3. Site Speed is a Ranking Factor
This is not completely truem at least not directly. This myth came out because of an announcement that Google made “we’re going to use site speed as a ranking factor”, however they only use it in extreme scenarios. Let’s say you have a web page that takes 25 seconds or 30 seconds to load, then Google will lower your rank of that page because that’s a ridiculously long amount of time to wait for a page to load but something that people think of a slow page load time nowadays might be 5 seconds or 6 seconds. You’re not going to get a penalty from that directly. However, the site speed is important for your user experience and for your conversion rate.
Common Website Ranking Penalties
image source: seopressor.com
1. Panda (Trust)
Panda is Google’s algorithm that looks at the content from the perspective of “can we trust the information that we see?”

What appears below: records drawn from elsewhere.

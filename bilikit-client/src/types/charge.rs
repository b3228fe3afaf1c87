//! Charge (paid support) payloads

use serde::{Deserialize, Serialize};

/// Where a charge comes from, sent as `otype`
#[derive(Debug, Clone, Copy, PartialEq, Eq, Serialize, Deserialize)]
#[serde(rename_all = "lowercase")]
pub enum ChargeSource {
    /// From the user's space; `oid` is the user's mid
    Up,
    /// From a video; `oid` is the aid
    Archive,
}

impl ChargeSource {
    #[must_use]
    pub const fn as_str(self) -> &'static str {
        match self {
            Self::Up => "up",
            Self::Archive => "archive",
        }
    }
}

#[derive(Debug, Clone, Default, PartialEq, Eq, Serialize, Deserialize)]
#[serde(default)]
pub struct ChargeBpResult {
    pub mid: i64,
    pub up_mid: i64,
    /// Needed to leave a message afterwards
    pub order_no: String,
    /// Sent as a string by the server
    pub bp_num: String,
    pub exp: i32,
    /// 4 success, -2 below the minimum, -4 not enough B coins
    pub status: i32,
    pub msg: String,
}

impl ChargeBpResult {
    #[must_use]
    pub const fn is_success(&self) -> bool {
        self.status == 4
    }
}

#[derive(Debug, Clone, Default, PartialEq, Eq, Serialize, Deserialize)]
#[serde(default)]
pub struct ChargeCreateQrCode {
    /// Payment QR content
    pub qr_code_url: String,
    pub qr_token: String,
    pub exp: i32,
}

#[derive(Debug, Clone, Default, PartialEq, Eq, Serialize, Deserialize)]
#[serde(default)]
pub struct ChargeQrCodeStatus {
    pub qr_token: String,
    /// Set once paid
    pub order_no: String,
    pub mid: i64,
    /// 1 paid, 2 not scanned, 3 scanned but unconfirmed
    pub status: i32,
}

/// Supporters shown in a user's space
#[derive(Debug, Clone, Default, PartialEq, Eq, Serialize, Deserialize)]
#[serde(default)]
pub struct ChargeSpaceList {
    pub display_num: i32,
    /// Supporters this month
    pub count: i32,
    pub total_count: i32,
    pub list: Vec<ChargeItem>,
}

/// Supporters shown under a video
#[derive(Debug, Clone, Default, PartialEq, Eq, Serialize, Deserialize)]
#[serde(default)]
pub struct ChargeVideoList {
    pub show_info: Option<ChargeVideoShow>,
    pub av_count: i32,
    pub count: i32,
    pub total_count: i32,
    pub special_day: i32,
    pub display_num: i32,
    pub list: Vec<ChargeItem>,
}

#[derive(Debug, Clone, Copy, Default, PartialEq, Eq, Serialize, Deserialize)]
#[serde(default)]
pub struct ChargeVideoShow {
    pub show: bool,
    pub state: i32,
}

#[derive(Debug, Clone, Default, PartialEq, Eq, Serialize, Deserialize)]
#[serde(default)]
pub struct ChargeItem {
    pub mid: i64,
    pub pay_mid: i64,
    pub rank: i32,
    pub uname: String,
    pub avatar: String,
    pub message: String,
    pub msg_deleted: i32,
    pub vip_info: Option<ChargeItemVip>,
    pub trend_type: i32,
}

#[derive(Debug, Clone, Copy, Default, PartialEq, Eq, Serialize, Deserialize)]
#[serde(default, rename_all = "camelCase")]
pub struct ChargeItemVip {
    pub vip_type: i32,
    pub vip_due_msec: i64,
    pub vip_status: i32,
}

When you’re writing your content it would be better to look at your content from a user’s perspective. If you’re writing an article about nutrition does that article have a level of expertise and authority that the users can trust?
2. Penguin (Over-Optimization)
The penguin penalty that came out in 2012 and it has addressed to over-optimization. Usually, this was over-optimization with backlinks. If you have a store that sold bags and you had tons of backlinks with anchor text “bags”, “bags for sale”, “bags online”, “women bags” all directing to your site, this was over-optimization for Google’s ranking algorithm. Google released Penguin and they began to penalize this over-optimization. Last year, Google updated their penguin algorithm and it now runs in real time.
3. Phantom (Quality)
Phantom was an update, as a result of which people saw their traffic increased or decreased on specific dates at specific points. Glenn Gabe calls this “the phantom update” because it was kind of the update that was hidden that people didn’t really know.
This penalty related to content quality issues. This might be problems of poor navigation, it might be problems with ads that might cover up your content, it might be problems of old pages maybe you have on your website that are still being indexed, still being crawled and users are still finding but are not valuable to have in Google’s index anymore.